Al-Jerandi held a meeting with Mohamed Issa, Secretary of State for Libya’s Foreign Ministry.
The meeting dealt with ways to strengthen bilateral relations, and discussed the ongoing developments in the political situation in Libya.
The Tunisian FM confirmed the Tunisian President, Kais Saied’s support for efforts to consolidate stability and security in Libya and the wider region.
Notably, the Special Adviser to the UN Secretary-General in Libya, Stephanie Williams called on the Libyan Parliament to “respond quickly and positively” to her proposal to form a joint committee with the High Council of State (HCS). This is to set a constitutional basis that would lead to elections as soon as possible.
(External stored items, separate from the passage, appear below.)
// ABOUTME: display_diagram tool: creates the task's diagram from a fragment of sibling mxCell elements.
// ABOUTME: Replaces any earlier diagram; the whole fragment must validate or nothing changes.

use archscribe_core::{DiagramDocument, DiagramError};
use async_trait::async_trait;
use serde_json::Value;

use super::{DiagramSlot, ParamType, Tool, ToolCategory, ToolEffect, ToolOutput, ToolParameter};

const ECHO_CHARS: usize = 500;

pub struct DisplayDiagramTool {
    diagram: DiagramSlot,
}

impl DisplayDiagramTool {
    pub fn new(diagram: DiagramSlot) -> Self {
        Self { diagram }
    }
}

pub(crate) const MISSING_XML: &str = "Missing or invalid xml parameter. The xml field is required and must be a string.

EXAMPLE USAGE:
{\"xml\": \"<mxCell id=\\\"2\\\" value=\\\"Component A\\\" style=\\\"rounded=1;\\\" vertex=\\\"1\\\" parent=\\\"1\\\"><mxGeometry x=\\\"40\\\" y=\\\"40\\\" width=\\\"120\\\" height=\\\"60\\\" as=\\\"geometry\\\"/></mxCell>\"}

Please provide the xml parameter with mxCell elements.";

pub(crate) fn truncated_message(tail: &str, solution: &str) -> String {
    format!(
        "Output was truncated due to length limits. The XML is incomplete.\n\nXML ending (last 200 chars):\n{tail}\n\nSOLUTION: {solution}"
    )
}

fn rejected_message(error: &DiagramError, xml: &str) -> String {
    match error {
        DiagramError::Truncated { tail } => truncated_message(
            tail,
            "Please regenerate with a simpler diagram or break it into smaller parts.",
        ),
        other => {
            let echoed: String = xml.chars().take(ECHO_CHARS).collect();
            let ellipsis = if xml.chars().count() > ECHO_CHARS { "..." } else { "" };
            format!("{other}\n\nYour XML:\n{echoed}{ellipsis}\n\nPlease fix the XML issues and try again.")
        }
    }
}

#[async_trait]
impl Tool for DisplayDiagramTool {
    fn name(&self) -> &str {
        "display_diagram"
    }

    fn description(&self) -> &str {
        "Create the diagram from draw.io mxCell elements. Provide only sibling mxCell elements starting at id=\"2\"; the document wrapper and root cells are added automatically. Keep the first batch to about 8-12 components and add the rest with append_diagram."
    }

    fn parameters(&self) -> Vec<ToolParameter> {
        vec![ToolParameter::required(
            "xml",
            ParamType::String,
            "Sibling mxCell elements, without <mxfile>, <mxGraphModel>, <root>, or the cells with id 0 and 1",
        )]
    }

    fn category(&self) -> ToolCategory {
        ToolCategory::Mutating
    }

    async fn execute(&self, input: &Value) -> ToolOutput {
        let Some(xml) = input.get("xml").and_then(Value::as_str) else {
            return ToolOutput::error(MISSING_XML);
        };

        let mut slot = self.diagram.lock().await;
        let had_diagram = slot.is_some();
        match DiagramDocument::initialize(xml) {
            Ok(document) => {
                let effect = ToolEffect::DiagramUpdated {
                    xml: document.as_xml().to_string(),
                    cell_count: document.cell_count(),
                };
                tracing::info!(cells = document.cell_count(), replaced = had_diagram, "diagram displayed");
                *slot = Some(document);
                ToolOutput::text(
                    "Diagram generated and displayed successfully. You should now call attempt_completion to finish the task.",
                )
                .with_effect(effect)
            }
            Err(e) => {
                tracing::warn!(error = %e, truncated = e.is_truncated(), "display_diagram rejected");
                ToolOutput::error(rejected_message(&e, xml)).with_effect(ToolEffect::DiagramRejected {
                    truncated: e.is_truncated(),
                    had_diagram,
                })
            }
        }
    }
}

#[cfg(test)]
mod tests {
    use super::*;
    use crate::tools::new_diagram_slot;
    use serde_json::json;

    const TWO_BOXES: &str = r#"<mxCell id="2" value="API" vertex="1" parent="1"><mxGeometry x="40" y="40" width="120" height="60" as="geometry"/></mxCell>
<mxCell id="3" value="DB" vertex="1" parent="1"><mxGeometry x="240" y="40" width="120" height="60" as="geometry"/></mxCell>"#;

    #[tokio::test]
    async fn valid_fragment_fills_the_slot() {
        let slot = new_diagram_slot();
        let tool = DisplayDiagramTool::new(slot.clone());
        let output = tool.execute(&json!({ "xml": TWO_BOXES })).await;

        assert!(!output.is_error);
        assert!(output.content.contains("attempt_completion"));
        match &output.effect {
            ToolEffect::DiagramUpdated { xml, cell_count } => {
                assert_eq!(*cell_count, 2);
                assert!(xml.contains("<mxfile"));
            }
            other => panic!("unexpected effect {other:?}"),
        }
        assert_eq!(slot.lock().await.as_ref().map(|d| d.cell_count()), Some(2));
    }

    #[tokio::test]
    async fn truncated_fragment_reports_tail() {
        let slot = new_diagram_slot();
        let tool = DisplayDiagramTool::new(slot.clone());
        let cut = "<mxCell id=\"2\" value=\"API\" vertex=\"1\" parent=\"1\"><mxGeometry x=\"4";
        let output = tool.execute(&json!({ "xml": cut })).await;

        assert!(output.is_error);
        assert!(output.content.starts_with("Output was truncated"));
        assert!(output.content.contains(cut));
        assert!(output.content.contains("SOLUTION:"));
        assert_eq!(
            output.effect,
            ToolEffect::DiagramRejected {
                truncated: true,
                had_diagram: false
            }
        );
        assert!(slot.lock().await.is_none());
    }

    #[tokio::test]
    async fn invalid_fragment_keeps_previous_diagram() {
        let slot = new_diagram_slot();
        let tool = DisplayDiagramTool::new(slot.clone());
        tool.execute(&json!({ "xml": TWO_BOXES })).await;

        let output = tool
            .execute(&json!({ "xml": "<mxfile><mxCell id=\"9\" parent=\"1\"/></mxfile>" }))
            .await;
        assert!(output.is_error);
        assert!(output.content.contains("Your XML:"));
        assert_eq!(
            output.effect,
            ToolEffect::DiagramRejected {
                truncated: false,
                had_diagram: true
            }
        );
        assert_eq!(slot.lock().await.as_ref().map(|d| d.cell_count()), Some(2));
    }

    #[tokio::test]
    async fn missing_xml_shows_example() {
        let tool = DisplayDiagramTool::new(new_diagram_slot());
        let output = tool.execute(&json!({})).await;
        assert!(output.is_error);
        assert!(output.content.contains("EXAMPLE USAGE"));
        assert_eq!(output.effect, ToolEffect::None);
    }

    #[test]
    fn long_xml_is_echoed_with_ellipsis() {
        let xml = format!("<bogus>{}</bogus>", "x".repeat(600));
        let message = rejected_message(&DiagramError::Invalid("bad".to_string()), &xml);
        assert!(message.starts_with("bad\n\nYour XML:\n<bogus>"));
        assert!(message.contains("...\n\nPlease fix"));
    }
}
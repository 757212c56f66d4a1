// ABOUTME: Core library for archscribe: message model, truncation ranges, diagram documents, and prompts.
// ABOUTME: Everything here is synchronous and free of I/O so the store, agent, and server crates can share it.

pub mod conversation;
pub mod diagram;
pub mod diagram_type;
pub mod message;
pub mod prompt;
pub mod truncation;

pub use conversation::{ConversationKind, ConversationMessage};
pub use diagram::{AppendOutcome, DiagramDocument, DiagramError};
pub use diagram_type::DiagramType;
pub use message::{
    ContentBlock, MessageContent, MessageMetrics, MessageRole, ModelRef, StorageMessage,
    TokenUsage,
};
pub use truncation::{DeletedRange, KeepStrategy};
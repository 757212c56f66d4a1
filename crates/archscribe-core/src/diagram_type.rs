// ABOUTME: The catalogue of diagram kinds a task can request, with display names and focus descriptions.
// ABOUTME: Parsed from kebab-case identifiers such as "data-flow" or "database-er".

use std::fmt;
use std::str::FromStr;

use serde::{Deserialize, Serialize};

#[derive(Debug, Clone, Copy, PartialEq, Eq, Hash, Default, Serialize, Deserialize)]
#[serde(rename_all = "kebab-case")]
pub enum DiagramType {
    #[default]
    SystemArchitecture,
    ComponentStructure,
    DataFlow,
    Microservices,
    ClassDiagram,
    ApiArchitecture,
    DatabaseEr,
}

impl DiagramType {
    pub const ALL: [DiagramType; 7] = [
        DiagramType::SystemArchitecture,
        DiagramType::ComponentStructure,
        DiagramType::DataFlow,
        DiagramType::Microservices,
        DiagramType::ClassDiagram,
        DiagramType::ApiArchitecture,
        DiagramType::DatabaseEr,
    ];

    pub fn as_str(&self) -> &'static str {
        match self {
            DiagramType::SystemArchitecture => "system-architecture",
            DiagramType::ComponentStructure => "component-structure",
            DiagramType::DataFlow => "data-flow",
            DiagramType::Microservices => "microservices",
            DiagramType::ClassDiagram => "class-diagram",
            DiagramType::ApiArchitecture => "api-architecture",
            DiagramType::DatabaseEr => "database-er",
        }
    }

    pub fn display_name(&self) -> &'static str {
        match self {
            DiagramType::SystemArchitecture => "System Architecture",
            DiagramType::ComponentStructure => "Component Structure",
            DiagramType::DataFlow => "Data Flow",
            DiagramType::Microservices => "Microservices",
            DiagramType::ClassDiagram => "Class Diagram",
            DiagramType::ApiArchitecture => "API Architecture",
            DiagramType::DatabaseEr => "Database ER",
        }
    }

    /// What a diagram of this kind should focus on.
    pub fn description(&self) -> &'static str {
        match self {
            DiagramType::SystemArchitecture => {
                "Show the overall system components, how they relate, and how they interact. Include frontends, backends, databases, external services, and system boundaries."
            }
            DiagramType::ComponentStructure => {
                "Show the directory structure, the main files and modules, and the dependencies between them. Focus on code organization."
            }
            DiagramType::DataFlow => {
                "Show how data moves through the system, from incoming requests through processing to storage and responses, including every transformation."
            }
            DiagramType::Microservices => {
                "Show the individual services, their communication patterns, message queues, service discovery, and inter-service dependencies."
            }
            DiagramType::ClassDiagram => {
                "Show the object-oriented structure: classes, interfaces, inheritance relationships, and key method signatures."
            }
            DiagramType::ApiArchitecture => {
                "Show the REST or GraphQL endpoints, route structure, middleware layers, authentication flow, and request/response patterns."
            }
            DiagramType::DatabaseEr => {
                "Show entities, tables, columns, foreign keys, and the relationships of the data model, based on ORM models or schema definitions."
            }
        }
    }
}

impl fmt::Display for DiagramType {
    fn fmt(&self, f: &mut fmt::Formatter<'_>) -> fmt::Result {
        f.write_str(self.as_str())
    }
}

#[derive(Debug, Clone, PartialEq, Eq, thiserror::Error)]
#[error("unknown diagram type: {0}")]
pub struct UnknownDiagramType(pub String);

impl FromStr for DiagramType {
    type Err = UnknownDiagramType;

    fn from_str(s: &str) -> Result<Self, Self::Err> {
        DiagramType::ALL
            .into_iter()
            .find(|t| t.as_str() == s.trim())
            .ok_or_else(|| UnknownDiagramType(s.to_string()))
    }
}

impl DiagramType {
    /// Parse an identifier, falling back to the default for anything unknown.
    pub fn parse_or_default(s: &str) -> Self {
        s.parse().unwrap_or_default()
    }
}

#[cfg(test)]
mod tests {
    use super::*;

    #[test]
    fn unknown_identifier_falls_back_to_system_architecture() {
        assert_eq!(DiagramType::parse_or_default("flowchart"), DiagramType::SystemArchitecture);
        assert_eq!(DiagramType::parse_or_default(" data-flow "), DiagramType::DataFlow);
    }

    #[test]
    fn parses_every_identifier() {
        for t in DiagramType::ALL {
            assert_eq!(t.as_str().parse::<DiagramType>(), Ok(t));
        }
    }

    #[test]
    fn rejects_unknown_identifier() {
        let err = "flowchart".parse::<DiagramType>().expect_err("unknown");
        assert_eq!(err.to_string(), "unknown diagram type: flowchart");
    }

    #[test]
    fn serde_uses_kebab_case() {
        let json = serde_json::to_string(&DiagramType::DatabaseEr).expect("serialize");
        assert_eq!(json, "\"database-er\"");
        let back: DiagramType = serde_json::from_str("\"api-architecture\"").expect("deserialize");
        assert_eq!(back, DiagramType::ApiArchitecture);
    }
}
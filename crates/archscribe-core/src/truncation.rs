// ABOUTME: Deleted-range bookkeeping for context compaction over the model-facing history.
// ABOUTME: Computes monotonic truncation ranges and builds the effective history the model sees.

use serde::{Deserialize, Serialize};

use crate::message::{ContentBlock, MessageContent, MessageRole, StorageMessage};

/// Index of the first message a truncation may remove. The opening
/// task message and the first reply are always kept.
pub const FIRST_REMOVABLE_INDEX: usize = 2;

/// Appended to the first assistant message once anything has been hidden.
pub const TRUNCATION_NOTICE: &str =
    "[NOTE] Some previous conversation history has been removed to keep the context window manageable. The task summary that follows carries forward what matters.";

/// An inclusive range `[start, end]` of history indices hidden from the model.
#[derive(Debug, Clone, Copy, PartialEq, Eq, Serialize, Deserialize)]
pub struct DeletedRange {
    pub start: usize,
    pub end: usize,
}

impl DeletedRange {
    pub fn new(start: usize, end: usize) -> Self {
        Self { start, end }
    }

    pub fn contains(&self, index: usize) -> bool {
        index >= self.start && index <= self.end
    }

    /// True when `self` hides at least everything `other` hides.
    pub fn subsumes(&self, other: &DeletedRange) -> bool {
        self.start <= other.start && self.end >= other.end
    }

    pub fn len(&self) -> usize {
        self.end + 1 - self.start
    }

    pub fn is_empty(&self) -> bool {
        self.end < self.start
    }
}

/// How much of the not-yet-hidden tail to keep when extending a range.
#[derive(Debug, Clone, Copy, PartialEq, Eq, Serialize, Deserialize)]
#[serde(rename_all = "snake_case")]
pub enum KeepStrategy {
    /// Hide everything after the anchor.
    None,
    /// Keep the last user/assistant pair.
    LastTwo,
    Half,
    Quarter,
}

/// Compute the next deleted range over `messages`.
///
/// The result always starts at [`FIRST_REMOVABLE_INDEX`], never shrinks
/// relative to `current`, and ends on an assistant message so the visible
/// tail resumes with a user turn. When nothing new can be hidden the
/// current range is returned unchanged.
pub fn next_truncation_range(
    messages: &[StorageMessage],
    current: Option<DeletedRange>,
    keep: KeepStrategy,
) -> Option<DeletedRange> {
    let start_of_rest = current
        .map(|range| range.end + 1)
        .unwrap_or(FIRST_REMOVABLE_INDEX)
        .max(FIRST_REMOVABLE_INDEX);

    if messages.len() <= start_of_rest {
        return current;
    }

    let remaining = messages.len() - start_of_rest;
    let to_remove = match keep {
        KeepStrategy::None => remaining,
        KeepStrategy::LastTwo => remaining.saturating_sub(2),
        // keep removals even so user/assistant pairs stay together
        KeepStrategy::Half => (remaining / 4) * 2,
        KeepStrategy::Quarter => ((remaining * 3) / 4 / 2) * 2,
    };
    if to_remove == 0 {
        return current;
    }

    let mut end = start_of_rest + to_remove - 1;
    while messages[end].role != MessageRole::Assistant {
        if end == start_of_rest {
            return current;
        }
        end -= 1;
    }

    Some(DeletedRange::new(FIRST_REMOVABLE_INDEX, end))
}

/// Build the history the model sees: everything outside `range`, with a
/// truncation notice on the first assistant message when something was hidden.
pub fn apply_deleted_range(
    messages: &[StorageMessage],
    range: Option<DeletedRange>,
) -> Vec<StorageMessage> {
    let Some(range) = range else {
        return messages.to_vec();
    };
    if range.start >= messages.len() || range.is_empty() {
        return messages.to_vec();
    }

    let tail_start = (range.end + 1).min(messages.len());
    let mut visible: Vec<StorageMessage> = messages[..range.start]
        .iter()
        .chain(messages[tail_start..].iter())
        .cloned()
        .collect();

    if let Some(first_reply) = visible.get_mut(1) {
        if first_reply.role == MessageRole::Assistant {
            add_notice(first_reply);
        }
    }
    visible
}

fn add_notice(message: &mut StorageMessage) {
    match &mut message.content {
        MessageContent::Text(text) => {
            text.push_str("\n\n");
            text.push_str(TRUNCATION_NOTICE);
        }
        MessageContent::Blocks(blocks) => blocks.push(ContentBlock::Text {
            text: TRUNCATION_NOTICE.to_string(),
        }),
    }
}
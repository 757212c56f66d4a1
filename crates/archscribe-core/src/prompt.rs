// ABOUTME: Prompt text for the diagram agent: the sectioned system prompt and compaction prompts.
// ABOUTME: Also parses the "Required Files" list out of a model-written task summary.

use std::sync::LazyLock;

use regex::Regex;

use crate::diagram_type::DiagramType;

/// Sent when a turn ends without any tool call.
pub const NO_TOOL_USED: &str = "[ERROR] You did not use a tool in your previous response! Please retry with a tool use.\n\nIf you have completed the analysis and generated the diagram, use the attempt_completion tool.\nIf you need to generate the diagram, use the display_diagram tool.\nOtherwise, continue with the next step of the analysis.\n\n(This is an automated message, so do not respond to it conversationally.)";

/// Replaces the body of an earlier read of a file that was read again later.
pub const DUPLICATE_FILE_READ_NOTICE: &str =
    "[NOTE] Earlier read of this file elided; see the latest read below.";

fn agent_role() -> String {
    "You are archscribe, a senior software engineer who reads unfamiliar codebases and turns them into clear, professional draw.io architecture diagrams. You identify the components that matter, the relationships between them, and present them so a developer understands the system at a glance.".to_string()
}

fn rules(diagram_type: DiagramType) -> String {
    format!(
        "====

RULES

1. Every response MUST include at least one tool call. Start with list_files_recursive or list_directories to learn the project layout.
2. Always pass absolute paths. You cannot change directory, and ~ or $HOME are not expanded.
3. Batch read-only calls. When you need several files, searches, or definition listings, request them all in one turn; they run in parallel.
4. Prefer list_code_definition_names before read_file, and read only the files central to the architecture (five to eight is usually enough).
5. For a {name} diagram, focus on: {focus}
6. Keep the first display_diagram small (eight to twelve components) and add further batches with append_diagram.
7. After display_diagram succeeds you MUST call attempt_completion. Do not ask follow-up questions and do not end the result with an offer of further help.

====",
        name = diagram_type.display_name(),
        focus = diagram_type.description(),
    )
}

fn workflow(diagram_type: DiagramType) -> String {
    format!(
        "====

WORKFLOW

1. PLAN: decide which information you need and gather as much of it as possible per turn.
2. EXPLORE: map the structure, list definitions, read the key configuration and implementation files, and search for specific patterns.
3. GENERATE: call display_diagram with the {id} diagram, then append_diagram for any remaining components.
4. COMPLETE: call attempt_completion with a short description of what the diagram shows.

====",
        id = diagram_type.as_str(),
    )
}

fn drawio_reference() -> String {
    r#"====

DRAW.IO XML REFERENCE

You produce ONLY sibling mxCell elements. The document wrapper and the root cells are added for you:

<mxGraphModel>
  <root>
    <mxCell id="0"/>
    <mxCell id="1" parent="0"/>
    <!-- your cells, starting at id="2" -->
  </root>
</mxGraphModel>

Validation rules (violations are rejected):
1. Never emit <mxfile>, <mxGraphModel>, or <root>, and never emit the cells with id="0" or id="1".
2. mxCell elements are siblings; never nest one mxCell inside another.
3. Every mxCell has a unique id and a parent that references an existing cell. Use parent="1" for top-level shapes.
4. Edge source and target attributes must reference existing cell ids.
5. Escape special characters in attribute values: &lt; &gt; &amp; &quot;

Shape:
<mxCell id="2" value="Label" style="rounded=1;whiteSpace=wrap;html=1;" vertex="1" parent="1">
  <mxGeometry x="100" y="100" width="120" height="60" as="geometry"/>
</mxCell>

Connector:
<mxCell id="3" style="endArrow=classic;html=1;" edge="1" parent="1" source="2" target="4">
  <mxGeometry relative="1" as="geometry"/>
</mxCell>

===="#
        .to_string()
}

fn objective(diagram_type: DiagramType) -> String {
    format!(
        "====

OBJECTIVE

Work iteratively. Break the task into goals, pursue them in order with the tools available, and once the {name} diagram is displayed, present the result with attempt_completion.",
        name = diagram_type.display_name(),
    )
}

/// Build the system prompt for a task.
pub fn system_prompt(diagram_type: DiagramType) -> String {
    [
        agent_role(),
        rules(diagram_type),
        workflow(diagram_type),
        drawio_reference(),
        objective(diagram_type),
    ]
    .join("\n\n")
}

/// Injected as a user message when the context window is nearly full and
/// deduplication alone was not enough.
pub const SUMMARIZE_INSTRUCTION: &str = "[CONTEXT WINDOW NEARLY FULL] The conversation is about to exceed the model's context window. If the diagram is already displayed and the task is done, call attempt_completion. Otherwise call the summarize_task tool now. Its context parameter must be a detailed summary that lets you continue the task without the earlier conversation. Use these numbered sections:

1. Primary Request and Intent: what the user asked for, including the diagram type.
2. Key Findings: the architecture you have discovered so far.
3. Files and Code Sections: the files you examined and what each contributes.
4. Diagram Progress: whether a diagram was displayed and which component ids it already uses.
5. Problem Solving: errors encountered and how they were resolved.
6. Pending Tasks: what remains to be explored or drawn.
7. Next Step: the single next action you will take.
8. Required Files:
   - /absolute/path/to/file

(This is an automated message, so do not respond to it conversationally.)";

/// Result text of a summarize_task call; becomes the first visible message
/// after the truncated range.
pub fn continuation_prompt(summary: &str) -> String {
    format!(
        "This session is being continued from a previous conversation that ran out of context. The conversation is summarized below:\n\n{summary}\n\nContinue the task from where it left off without asking further questions. Resume with the next tool call."
    )
}

static REQUIRED_FILES: LazyLock<Regex> = LazyLock::new(|| {
    Regex::new(r"(?m)8\.\s*(?:Optional\s+)?Required Files:\s*((?:\n\s*-\s*.+)+)")
        .expect("valid required files regex")
});

/// File paths listed under "8. Required Files:" in a summary.
pub fn parse_required_files(summary: &str) -> Vec<String> {
    let Some(captures) = REQUIRED_FILES.captures(summary) else {
        return Vec::new();
    };
    captures[1]
        .lines()
        .filter_map(|line| line.trim().strip_prefix('-'))
        .map(|path| path.trim().to_string())
        .filter(|path| !path.is_empty())
        .collect()
}
// ABOUTME: Persists each task's two message sequences as JSON files under a home directory.
// ABOUTME: Writes go through a temp file and rename so a crash never leaves a half-written file.

use std::fs::{self, File};
use std::io::Write;
use std::path::{Path, PathBuf};
use std::sync::Mutex;
use std::collections::HashMap;

use archscribe_core::{ConversationMessage, StorageMessage};
use serde::Serialize;
use serde::de::DeserializeOwned;
use thiserror::Error;
use ulid::Ulid;

pub const API_MESSAGES_FILE: &str = "api-messages.json";
pub const CONVERSATION_MESSAGES_FILE: &str = "conversation-messages.json";

#[derive(Debug, Error)]
pub enum StorageError {
    #[error("io error: {0}")]
    Io(#[from] std::io::Error),

    #[error("json error: {0}")]
    Json(#[from] serde_json::Error),
}

/// Where a task's message sequences live between runs.
pub trait MessageStorage: Send + Sync {
    fn save_api_messages(&self, task_id: Ulid, messages: &[StorageMessage])
    -> Result<(), StorageError>;

    fn save_conversation_messages(
        &self,
        task_id: Ulid,
        messages: &[ConversationMessage],
    ) -> Result<(), StorageError>;

    /// Missing data loads as an empty sequence.
    fn load_api_messages(&self, task_id: Ulid) -> Result<Vec<StorageMessage>, StorageError>;

    fn load_conversation_messages(
        &self,
        task_id: Ulid,
    ) -> Result<Vec<ConversationMessage>, StorageError>;

    fn exists(&self, task_id: Ulid) -> bool;

    /// Remove everything stored for a task. Deleting an unknown task is not an error.
    fn delete(&self, task_id: Ulid) -> Result<(), StorageError>;
}

/// JSON files at `{home}/tasks/{task_id}/`.
#[derive(Debug, Clone)]
pub struct FileStorage {
    home: PathBuf,
}

impl FileStorage {
    pub fn new(home: impl Into<PathBuf>) -> Self {
        Self { home: home.into() }
    }

    pub fn home(&self) -> &Path {
        &self.home
    }

    pub fn task_dir(&self, task_id: Ulid) -> PathBuf {
        self.home.join("tasks").join(task_id.to_string())
    }

    /// Ids of every task with a directory under `tasks/`, oldest first.
    pub fn list_tasks(&self) -> Result<Vec<Ulid>, StorageError> {
        let dir = self.home.join("tasks");
        if !dir.exists() {
            return Ok(Vec::new());
        }
        let mut ids: Vec<Ulid> = fs::read_dir(dir)?
            .filter_map(|entry| entry.ok())
            .filter(|entry| entry.path().is_dir())
            .filter_map(|entry| entry.file_name().to_str()?.parse().ok())
            .collect();
        ids.sort();
        Ok(ids)
    }

    fn write_json<T: Serialize + ?Sized>(
        &self,
        task_id: Ulid,
        file_name: &str,
        value: &T,
    ) -> Result<(), StorageError> {
        let dir = self.task_dir(task_id);
        fs::create_dir_all(&dir)?;

        let tmp_path = dir.join(format!("{file_name}.tmp"));
        let final_path = dir.join(file_name);

        let json = serde_json::to_string_pretty(value)?;
        let mut file = File::create(&tmp_path)?;
        file.write_all(json.as_bytes())?;
        file.sync_all()?;
        fs::rename(&tmp_path, &final_path)?;
        Ok(())
    }

    fn read_json<T: DeserializeOwned>(
        &self,
        task_id: Ulid,
        file_name: &str,
    ) -> Result<Vec<T>, StorageError> {
        let path = self.task_dir(task_id).join(file_name);
        if !path.exists() {
            return Ok(Vec::new());
        }
        let contents = fs::read_to_string(path)?;
        Ok(serde_json::from_str(&contents)?)
    }
}

impl MessageStorage for FileStorage {
    fn save_api_messages(
        &self,
        task_id: Ulid,
        messages: &[StorageMessage],
    ) -> Result<(), StorageError> {
        self.write_json(task_id, API_MESSAGES_FILE, messages)
    }

    fn save_conversation_messages(
        &self,
        task_id: Ulid,
        messages: &[ConversationMessage],
    ) -> Result<(), StorageError> {
        self.write_json(task_id, CONVERSATION_MESSAGES_FILE, messages)
    }

    fn load_api_messages(&self, task_id: Ulid) -> Result<Vec<StorageMessage>, StorageError> {
        self.read_json(task_id, API_MESSAGES_FILE)
    }

    fn load_conversation_messages(
        &self,
        task_id: Ulid,
    ) -> Result<Vec<ConversationMessage>, StorageError> {
        self.read_json(task_id, CONVERSATION_MESSAGES_FILE)
    }

    fn exists(&self, task_id: Ulid) -> bool {
        self.task_dir(task_id).join(API_MESSAGES_FILE).exists()
    }

    fn delete(&self, task_id: Ulid) -> Result<(), StorageError> {
        let dir = self.task_dir(task_id);
        if dir.exists() {
            fs::remove_dir_all(dir)?;
        }
        Ok(())
    }
}

/// In-process storage, for tests and ephemeral runs.
#[derive(Debug, Default)]
pub struct MemoryStorage {
    tasks: Mutex<HashMap<Ulid, (Vec<StorageMessage>, Vec<ConversationMessage>)>>,
}

impl MemoryStorage {
    pub fn new() -> Self {
        Self::default()
    }

    fn with_tasks<R>(
        &self,
        f: impl FnOnce(&mut HashMap<Ulid, (Vec<StorageMessage>, Vec<ConversationMessage>)>) -> R,
    ) -> R {
        let mut tasks = self
            .tasks
            .lock()
            .unwrap_or_else(|poisoned| poisoned.into_inner());
        f(&mut tasks)
    }
}

impl MessageStorage for MemoryStorage {
    fn save_api_messages(
        &self,
        task_id: Ulid,
        messages: &[StorageMessage],
    ) -> Result<(), StorageError> {
        self.with_tasks(|tasks| tasks.entry(task_id).or_default().0 = messages.to_vec());
        Ok(())
    }

    fn save_conversation_messages(
        &self,
        task_id: Ulid,
        messages: &[ConversationMessage],
    ) -> Result<(), StorageError> {
        self.with_tasks(|tasks| tasks.entry(task_id).or_default().1 = messages.to_vec());
        Ok(())
    }

    fn load_api_messages(&self, task_id: Ulid) -> Result<Vec<StorageMessage>, StorageError> {
        Ok(self.with_tasks(|tasks| {
            tasks
                .get(&task_id)
                .map(|(api, _)| api.clone())
                .unwrap_or_default()
        }))
    }

    fn load_conversation_messages(
        &self,
        task_id: Ulid,
    ) -> Result<Vec<ConversationMessage>, StorageError> {
        Ok(self.with_tasks(|tasks| {
            tasks
                .get(&task_id)
                .map(|(_, conversation)| conversation.clone())
                .unwrap_or_default()
        }))
    }

    fn exists(&self, task_id: Ulid) -> bool {
        self.with_tasks(|tasks| tasks.contains_key(&task_id))
    }

    fn delete(&self, task_id: Ulid) -> Result<(), StorageError> {
        self.with_tasks(|tasks| tasks.remove(&task_id));
        Ok(())
    }
}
Williams said Libya’s two chambers will hold talks in Tunisia this week to reach a consensual constitutional basis for the upcoming national elections. The Libyan Parliament did not attend the meeting in Tunisia on Tuesday, while the HCS participated.
“Any constitutional amendment must be a purely Libyan decision, which will be focused on through the work of the joint committee between the two chambers,” Williams said.
Earlier this month, Al-Jerandi held a telephone conversation with Williams to discuss the latest political developments in the country.
The Tunisian FM stressed the need to preserve Libya’s security and stability, and its territorial integrity. This remains “a pivotal and principled issue for Tunisia, and a pillar of security and stability in the region.”
He also highlighted the importance of rejecting violence and division, and the need to work to support consensus and dialogue between the Libyan parties.
He recalled Tunisian support for dialogue and national reconciliation, in order to find a “Libyan-led solution,” according to a statement by the Tunisian Ministry of Foreign Affairs.
In turn, Williams praised Tunisian support for Libya, which aims to converge views between the various Libyan parties.